OPHIR
Documentaire

Archipels : OPHIR

Mercredi 03 Février 2021 à 23.05

Bougainville, Papouasie-Nouvelle-Guinée, Mine de Panguna, 20 000 morts : qui a entendu parler de ce conflit où une population a fait reculer une multinationale ?

 

Ophir raconte l’histoire peu connue de Bougainville, île des Salomon faisant partie de la Papouasie-Nouvelle-Guinée. Le documentaire évoque les colonisations, et dans les années 90, la surexploitation de la terre par une compagnie minière étrangère, aboutissant à dix années de guerre civile. La mine doit-elle être réouverte ? La population navigue entre espoir de paix, de liberté, de travail, de développement et de désir de protéger la culture autochtone….

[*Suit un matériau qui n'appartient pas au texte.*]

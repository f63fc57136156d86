#![deny(unsafe_code)]

//! Mapping table loader and text substitution engine.
//!
//! [`load_mapping`] turns a [`TabularSource`](remap_model::TabularSource) into a
//! validated [`MappingTable`](remap_model::MappingTable); [`apply_mapping`] runs
//! its rules over a text in order.

pub mod engine;
pub mod error;
pub mod loader;

pub use engine::{SubstitutionOutcome, apply_mapping, apply_mapping_with_stats};
pub use error::{MappingLoadError, Result};
pub use loader::{CheckedTable, load_mapping, read_checked_table};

Alexandre Berman et Olivier Pollet, deux réalisateurs français, se sont penchés sur l'histoire méconnue de la lutte du peuple de Bougainville. Raconter cette histoire sur grand écran leur a demandé plusieurs années de travail, dont deux ans de recherche.

 

Réalisation Alexandre Berman et Olivier Pollet • Production Arsam International, Fourth World Films, Kristian Lasslett
• Année 2019 • Durée 97 minutes

Entretien avec Alexandre Berman et Olivier Pollet

Qu’est-ce qui vous a touché dans l’histoire de Bougainville ?

C’est une histoire profondément locale, celle d’un lieu et d’un peuple à la culture riche et universelle, car elle raconte l’éternelle nécessité de préserver la culture, l’environnement et la vie en général. C’est cette inspiration pure qui poussa les habitants à se soulever à la fin des années 1980, et qui reste encore vivante aujourd’hui. Comme l’explique Blaise Iruinu dans le film (qui fut un bras droit du leader Francis Ona), c’est l’histoire d’une révolution totale : physique, mentale, spirituelle. Pour Bougainville et pour le monde.

 

Combien de temps avez-vous mis pour tourner ce documentaire ?

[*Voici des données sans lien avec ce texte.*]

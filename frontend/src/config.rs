//! Application configuration.
//!
//! Centralized configuration for the video cutter frontend. Everything
//! here is fixed at compile time: the page, its form and the endpoint
//! are served by the same origin.

/// Endpoint receiving the multipart upload.
pub const UPLOAD_ENDPOINT: &str = "/";

/// Value of the `Accept` header sent with the upload.
pub const ACCEPT_JSON: &str = "application/json";

/// Application name, used as the page title.
pub const APP_NAME: &str = "Corte de Vídeos";

// =============================================================================
// DOM contract
// =============================================================================

/// Identifier of the upload form.
pub const FORM_ID: &str = "videoForm";

/// Identifier of the status message container.
pub const MESSAGE_ID: &str = "message";

/// Form field carrying the video file.
pub const FIELD_FILE: &str = "file";

/// Form field carrying the segment duration, in seconds.
pub const FIELD_SEGMENT_DURATION: &str = "segmento_duracao";

/// Form field carrying the seconds removed from the end of each segment.
pub const FIELD_REMOVAL_INTERVAL: &str = "intervalo_remocao";

/// Video extensions the server accepts (compared case-insensitively).
pub const ALLOWED_EXTENSIONS: [&str; 4] = ["mp4", "mov", "avi", "mkv"];

/// `accept` attribute of the file input.
pub const ACCEPTED_FILE_TYPES: &str = ".mp4,.mov,.avi,.mkv";

// =============================================================================
// User-facing messages
// =============================================================================

pub const MISSING_DOWNLOAD_LINK_MESSAGE: &str = "Erro: Link de download ausente.";
pub const UNEXPECTED_ERROR_MESSAGE: &str = "Ocorreu um erro inesperado.";
pub const NETWORK_ERROR_MESSAGE: &str = "Falha de rede ao enviar o vídeo.";
pub const MALFORMED_RESPONSE_MESSAGE: &str = "Resposta inválida do servidor.";

pub const INVALID_FILE_MESSAGE: &str =
    "Arquivo inválido ou não enviado. Envie um arquivo de vídeo válido.";
pub const NOT_INTEGER_MESSAGE: &str =
    "Os campos de duração e intervalo devem ser números inteiros.";
pub const INTERVAL_TOO_LARGE_MESSAGE: &str =
    "O intervalo de remoção deve ser menor que a duração do segmento.";
pub const NON_POSITIVE_SEGMENT_MESSAGE: &str =
    "A duração do segmento deve ser maior que zero.";

/// Message shown when an error response carries no `error` field.
pub fn status_error_message(status: u16) -> String {
    format!("Erro {} ao processar o vídeo.", status)
}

Après deux ans de recherche, le tournage a pris près de quatre mois. Le film est tourné en quatre langues, les traductions et transcriptions ont donc pris près d’un an. Le montage a demandé plusieurs mois, car trois objets sont nés du projet : Le Syndrome Panguna, un 52 minutes nominé au Prix Albert Londres, le long-métrage Ophir, ainsi qu’une plateforme multimédia qui paraîtra bientôt incluant 40 courts-métrages, des documents historiques et des textes. Le projet entier s’étale sur sept ans.

 

Quelles ont été les principales difficultés de tournage ?

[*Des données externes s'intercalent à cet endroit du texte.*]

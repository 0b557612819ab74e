//! UI Components for the video cutter page.
//!
//! # Layout Components
//! - [`Hero`] - Main title and description
//! - [`Footer`] - Page footer
//!
//! # Feature Components
//! - [`UploadForm`] - The `videoForm` form and its submission handler
//! - [`ProgressBar`] - Upload progress indicator inside the form
//! - [`StatusMessage`] - The `message` element for success and error text

mod hero;
mod upload;
mod progress;
mod message;
mod footer;

pub use hero::*;
pub use upload::*;
pub use progress::*;
pub use message::*;
pub use footer::*;
//! Pre-flight checks on the upload form.
//!
//! Same rules and messages as the cutting server, applied before the
//! video is sent.

use crate::config::{
    ALLOWED_EXTENSIONS, INTERVAL_TOO_LARGE_MESSAGE, INVALID_FILE_MESSAGE,
    NON_POSITIVE_SEGMENT_MESSAGE, NOT_INTEGER_MESSAGE,
};
use crate::types::{CutParameters, FormSnapshot, UploadError, UploadResult};

/// Whether `file_name` has one of the accepted video extensions.
pub fn is_allowed_file(file_name: &str) -> bool {
    match file_name.rsplit_once('.') {
        Some((_, extension)) => ALLOWED_EXTENSIONS
            .iter()
            .any(|allowed| allowed.eq_ignore_ascii_case(extension)),
        None => false,
    }
}

/// Validate a form snapshot into cut parameters.
pub fn validate(snapshot: &FormSnapshot) -> UploadResult<CutParameters> {
    let file_ok = snapshot
        .file_name
        .as_deref()
        .is_some_and(is_allowed_file);
    if !file_ok {
        return Err(UploadError::Validation(INVALID_FILE_MESSAGE.to_string()));
    }

    let segment_duration = parse_seconds(&snapshot.segment_duration)?;
    let removal_interval = parse_seconds(&snapshot.removal_interval)?;

    if removal_interval >= segment_duration {
        return Err(UploadError::Validation(INTERVAL_TOO_LARGE_MESSAGE.to_string()));
    }
    if segment_duration <= 0 {
        return Err(UploadError::Validation(NON_POSITIVE_SEGMENT_MESSAGE.to_string()));
    }

    Ok(CutParameters {
        segment_duration,
        removal_interval,
    })
}

fn parse_seconds(raw: &str) -> UploadResult<i64> {
    raw.trim()
        .parse::<i64>()
        .map_err(|_| UploadError::Validation(NOT_INTEGER_MESSAGE.to_string()))
}

#[cfg(test)]
mod tests {
    use super::*;

    fn snapshot(file: Option<&str>, segment: &str, interval: &str) -> FormSnapshot {
        FormSnapshot {
            file_name: file.map(str::to_string),
            segment_duration: segment.to_string(),
            removal_interval: interval.to_string(),
        }
    }

    fn validation_message(result: UploadResult<CutParameters>) -> String {
        match result {
            Err(UploadError::Validation(message)) => message,
            other => panic!("expected validation error, got {:?}", other),
        }
    }

    #[test]
    fn test_allowed_extensions() {
        assert!(is_allowed_file("holiday.mp4"));
        assert!(is_allowed_file("HOLIDAY.MKV"));
        assert!(is_allowed_file("archive.tar.mov"));
        assert!(!is_allowed_file("notes.txt"));
        assert!(!is_allowed_file("mp4"));
        assert!(!is_allowed_file(""));
    }

    #[test]
    fn test_valid_snapshot() {
        let params = validate(&snapshot(Some("clip.mp4"), " 30 ", "5")).unwrap();
        assert_eq!(
            params,
            CutParameters {
                segment_duration: 30,
                removal_interval: 5,
            }
        );
    }

    #[test]
    fn test_missing_or_wrong_file() {
        assert_eq!(validation_message(validate(&snapshot(None, "30", "5"))), INVALID_FILE_MESSAGE);
        assert_eq!(
            validation_message(validate(&snapshot(Some("clip.gif"), "30", "5"))),
            INVALID_FILE_MESSAGE
        );
    }

    #[test]
    fn test_non_integer_fields() {
        assert_eq!(
            validation_message(validate(&snapshot(Some("clip.avi"), "2.5", "1"))),
            NOT_INTEGER_MESSAGE
        );
        assert_eq!(
            validation_message(validate(&snapshot(Some("clip.avi"), "30", ""))),
            NOT_INTEGER_MESSAGE
        );
    }

    #[test]
    fn test_interval_must_be_smaller_than_segment() {
        assert_eq!(
            validation_message(validate(&snapshot(Some("clip.mov"), "10", "10"))),
            INTERVAL_TOO_LARGE_MESSAGE
        );
        assert_eq!(
            validation_message(validate(&snapshot(Some("clip.mov"), "0", "-1"))),
            NON_POSITIVE_SEGMENT_MESSAGE
        );
    }
}
//! Browser services used by the upload form.
//!
//! # Services
//!
//! - [`upload`] - Multipart upload with progress reporting
//! - [`download`] - Anchor-click download of the produced file
//! - [`validation`] - Pre-flight checks mirroring the server's rules

pub mod upload;
pub mod download;
pub mod validation;

pub use upload::*;
pub use download::*;
pub use validation::*;
//! Entry point for the WASM application

pub fn main() {
    videocut_frontend::run();
}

C’est une histoire sensible et il fallait travailler dans la discrétion. Si d’un côté un grand nombre de Bougainvilliens désirent raconter leur histoire, d’autres ne partagent pas ce souhait pour des raisons liées à l’histoire coloniale. Notre travail était donc avant tout un travail d’écoute, collaboratif, laissant une grande liberté aux personnes filmées afin que leur parole s’exprime sereinement. Mais la rencontre avec les communautés a été merveilleuse et la difficulté est en fait de retranscrire ce vécu au montage par l’image et le son.

 

Le film a-t-il été diffusé sur place ? Si oui, quelle a été la réaction des téléspectateurs ?

Le film a commencé à être vu de manière informelle et les réactions ont été fortes. Du fait des récits, mais aussi parce que les Bougainvilliens y sont les narrateurs de leur propre histoire. En cela, le film participe à une dynamique de récit collectif à travers un document concret. Car il existe très peu d’objets sur l’histoire de Bougainville. Ruth, présente dans le film, a depuis créé le premier centre de recherche culturel à Bougainville afin de collecter cette mémoire.

 

Vous avez travaillé avec l’australien Kristian Lasslett, spécialiste des crimes d’Etat en particulier de Bougainville, et vous mettez en avant tout au long du film un document secret exceptionnel écrit par l’anthropologue américain Douglas Oliver. Racontez-nous le rôle joué par cet américain dans les destinées des hommes de Bougainville…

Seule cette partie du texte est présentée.